YOUR OBJECTIVE:
Report every line of the entries that contains the word "than".

(DATA PROVIDED Opens)

//! Configuration loader with layered sources
//!
//! Loads configuration from multiple sources with the following precedence
//! (highest to lowest):
//! 1. Environment variables (TRELLO_MCP_* and the conventional TRELLO_* vars)
//! 2. Configuration file (TOML)
//! 3. Default values
//!
//! The loader also records where the board allow-list came from (file key or
//! environment variable) so denials can name their policy source.

use crate::config::types::{AppConfig, PolicyProvenance};
use crate::error::ConfigError;
use config::{Config, Environment, File, FileFormat};
use std::path::Path;
use tracing::warn;

/// Default configuration file paths to check (in order)
const DEFAULT_CONFIG_PATHS: &[&str] = &[
    "trello-mcp.toml",
    ".trello-mcp.toml",
    "~/.config/trello-mcp/config.toml",
    "/etc/trello-mcp/config.toml",
];

/// Environment variable holding a comma-separated board allow-list
const BOARD_IDS_ENV: &str = "TRELLO_BOARD_IDS";

/// Load configuration from a TOML string (useful for testing)
pub fn load_config_from_str(toml_str: &str) -> Result<AppConfig, ConfigError> {
    let config = Config::builder()
        .add_source(File::from_str(toml_str, FileFormat::Toml))
        .build()
        .map_err(|e| ConfigError::Load(e.to_string()))?;

    let mut app_config: AppConfig = config
        .try_deserialize()
        .map_err(|e| ConfigError::Load(e.to_string()))?;

    if !app_config.access_control.allowed_boards.is_empty() {
        app_config.access_control.provenance = Some(PolicyProvenance::from_file("<inline>"));
    }

    // Skip credential validation for testing
    validate_config_relaxed(&app_config)?;

    Ok(app_config)
}

/// Load configuration from files and environment
pub fn load_config(config_path: Option<&str>) -> Result<AppConfig, ConfigError> {
    let mut builder = Config::builder();

    // 1. Start with defaults (handled by serde defaults on AppConfig)

    // 2. Add configuration file
    let mut file_path: Option<String> = None;
    if let Some(path) = config_path {
        // Explicit path provided - must exist
        if !Path::new(path).exists() {
            return Err(ConfigError::Load(format!(
                "Configuration file not found: {}",
                path
            )));
        }
        builder = builder.add_source(File::new(path, FileFormat::Toml));
        file_path = Some(path.to_string());
    } else {
        // Try default paths (first existing one wins)
        for path in DEFAULT_CONFIG_PATHS {
            let expanded = shellexpand::tilde(path);
            if Path::new(expanded.as_ref()).exists() {
                builder = builder.add_source(File::new(expanded.as_ref(), FileFormat::Toml));
                file_path = Some(expanded.into_owned());
                break;
            }
        }
    }

    // 3. Add environment variables with TRELLO_MCP_ prefix
    // e.g., TRELLO_MCP_TRELLO__URL, TRELLO_MCP_SERVER__PORT
    // Double underscore (__) maps to nested keys (trello.url)
    builder = builder.add_source(
        Environment::with_prefix("TRELLO_MCP")
            .separator("__")
            .try_parsing(true),
    );

    // 4. Handle the conventional Trello credential environment variables
    for (env_var, key) in &[
        ("TRELLO_API_KEY", "trello.api_key"),
        ("TRELLO_KEY", "trello.api_key"),
        ("TRELLO_TOKEN", "trello.token"),
        ("TRELLO_API_TOKEN", "trello.token"),
    ] {
        if let Ok(value) = std::env::var(env_var) {
            builder = builder
                .set_override(*key, value)
                .map_err(|e| ConfigError::Load(e.to_string()))?;
        }
    }

    // 5. Handle TRELLO_BOARD_IDS as a comma-separated allow-list
    let board_ids_from_env = match std::env::var(BOARD_IDS_ENV) {
        Ok(raw) => {
            let ids: Vec<String> = raw
                .split(',')
                .map(str::trim)
                .filter(|s| !s.is_empty())
                .map(String::from)
                .collect();
            builder = builder
                .set_override("access_control.allowed_boards", ids)
                .map_err(|e| ConfigError::Load(e.to_string()))?;
            true
        }
        Err(_) => false,
    };

    // Build and deserialize
    let config = builder
        .build()
        .map_err(|e| ConfigError::Load(e.to_string()))?;

    let mut app_config: AppConfig = config
        .try_deserialize()
        .map_err(|e| ConfigError::Load(e.to_string()))?;

    // Record allow-list provenance for denial diagnostics
    app_config.access_control.provenance = if board_ids_from_env {
        Some(PolicyProvenance::from_env())
    } else if !app_config.access_control.allowed_boards.is_empty() {
        file_path.map(PolicyProvenance::from_file)
    } else {
        None
    };

    if app_config.access_control.is_unrestricted() {
        // Open access is the documented default, but it should be a conscious choice
        warn!(
            "No board allow-list configured ({} or access_control.allowed_boards): \
             all boards are accessible",
            BOARD_IDS_ENV
        );
    }

    // Validate the configuration
    validate_config(&app_config)?;

    Ok(app_config)
}

/// Validate configuration values (relaxed - for testing without credentials)
fn validate_config_relaxed(config: &AppConfig) -> Result<(), ConfigError> {
    if config.trello.url.is_empty() {
        return Err(ConfigError::Missing {
            field: "trello.url".to_string(),
        });
    }

    if !config.trello.url.starts_with("http://") && !config.trello.url.starts_with("https://") {
        return Err(ConfigError::Invalid {
            message: format!(
                "trello.url must start with http:// or https://, got: {}",
                config.trello.url
            ),
        });
    }

    if config.trello.timeout_secs == 0 {
        return Err(ConfigError::Invalid {
            message: "trello.timeout_secs must be greater than 0".to_string(),
        });
    }

    if config.server.port == 0 {
        return Err(ConfigError::Invalid {
            message: "server.port must be greater than 0".to_string(),
        });
    }

    validate_allow_list(config)?;

    Ok(())
}

/// Validate configuration values
fn validate_config(config: &AppConfig) -> Result<(), ConfigError> {
    validate_config_relaxed(config)?;

    // Credentials are required to talk to the API at all
    if config.trello.api_key.is_none() {
        return Err(ConfigError::Missing {
            field: "trello.api_key (set TRELLO_API_KEY environment variable)".to_string(),
        });
    }
    if config.trello.token.is_none() {
        return Err(ConfigError::Missing {
            field: "trello.token (set TRELLO_TOKEN environment variable)".to_string(),
        });
    }

    Ok(())
}

/// Reject blank allow-list entries; they would silently never match
fn validate_allow_list(config: &AppConfig) -> Result<(), ConfigError> {
    for id in &config.access_control.allowed_boards {
        if id.trim().is_empty() {
            return Err(ConfigError::Invalid {
                message: "access_control.allowed_boards contains an empty entry".to_string(),
            });
        }
    }
    Ok(())
}

#[cfg(test)]
mod tests {
    use super::*;

    #[test]
    fn test_load_config_from_str_basic() {
        let toml = r#"
[server]
name = "test-server"

[trello]
url = "https://api.trello.com"
api_key = "k"
token = "t"
"#;

        let config = load_config_from_str(toml).unwrap();
        assert_eq!(config.trello.url, "https://api.trello.com");
        assert_eq!(config.server.name, "test-server");
        assert_eq!(config.trello.api_key.unwrap().expose_secret(), "k");
    }

    #[test]
    fn test_load_config_from_str_with_allow_list() {
        let toml = r#"
[trello]
url = "https://api.trello.com"

[access_control]
allowed_boards = ["abc123", "def456"]
"#;

        let config = load_config_from_str(toml).unwrap();
        assert_eq!(config.access_control.allowed_boards, vec!["abc123", "def456"]);
        assert!(!config.access_control.is_unrestricted());

        let provenance = config.access_control.provenance.unwrap();
        assert_eq!(provenance.key, "access_control.allowed_boards");
    }

    #[test]
    fn test_empty_allow_list_is_unrestricted() {
        let toml = r#"
[trello]
url = "https://api.trello.com"

[access_control]
allowed_boards = []
"#;

        let config = load_config_from_str(toml).unwrap();
        assert!(config.access_control.is_unrestricted());
        assert!(config.access_control.provenance.is_none());
    }

    #[test]
    fn test_invalid_url_error() {
        let toml = r#"
[trello]
url = "not-a-url"
"#;

        let result = load_config_from_str(toml);
        assert!(result.is_err());
    }

    #[test]
    fn test_blank_allow_list_entry_rejected() {
        let toml = r#"
[trello]
url = "https://api.trello.com"

[access_control]
allowed_boards = ["abc123", "  "]
"#;

        let result = load_config_from_str(toml);
        assert!(matches!(result, Err(ConfigError::Invalid { .. })));
    }

    #[test]
    fn test_empty_url_error() {
        let toml = r#"
[trello]
url = ""
"#;

        let result = load_config_from_str(toml);
        assert!(result.is_err());
    }

    #[test]
    fn test_zero_timeout_rejected() {
        let toml = r#"
[trello]
url = "https://api.trello.com"
timeout_secs = 0
"#;

        let result = load_config_from_str(toml);
        assert!(matches!(result, Err(ConfigError::Invalid { .. })));
    }
}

(DATA PROVIDED Closes)

RESULT BELOW:
            message: "trello.timeout_secs must be greater than 0".to_string(),
            message: "server.port must be greater than 0".to_string(),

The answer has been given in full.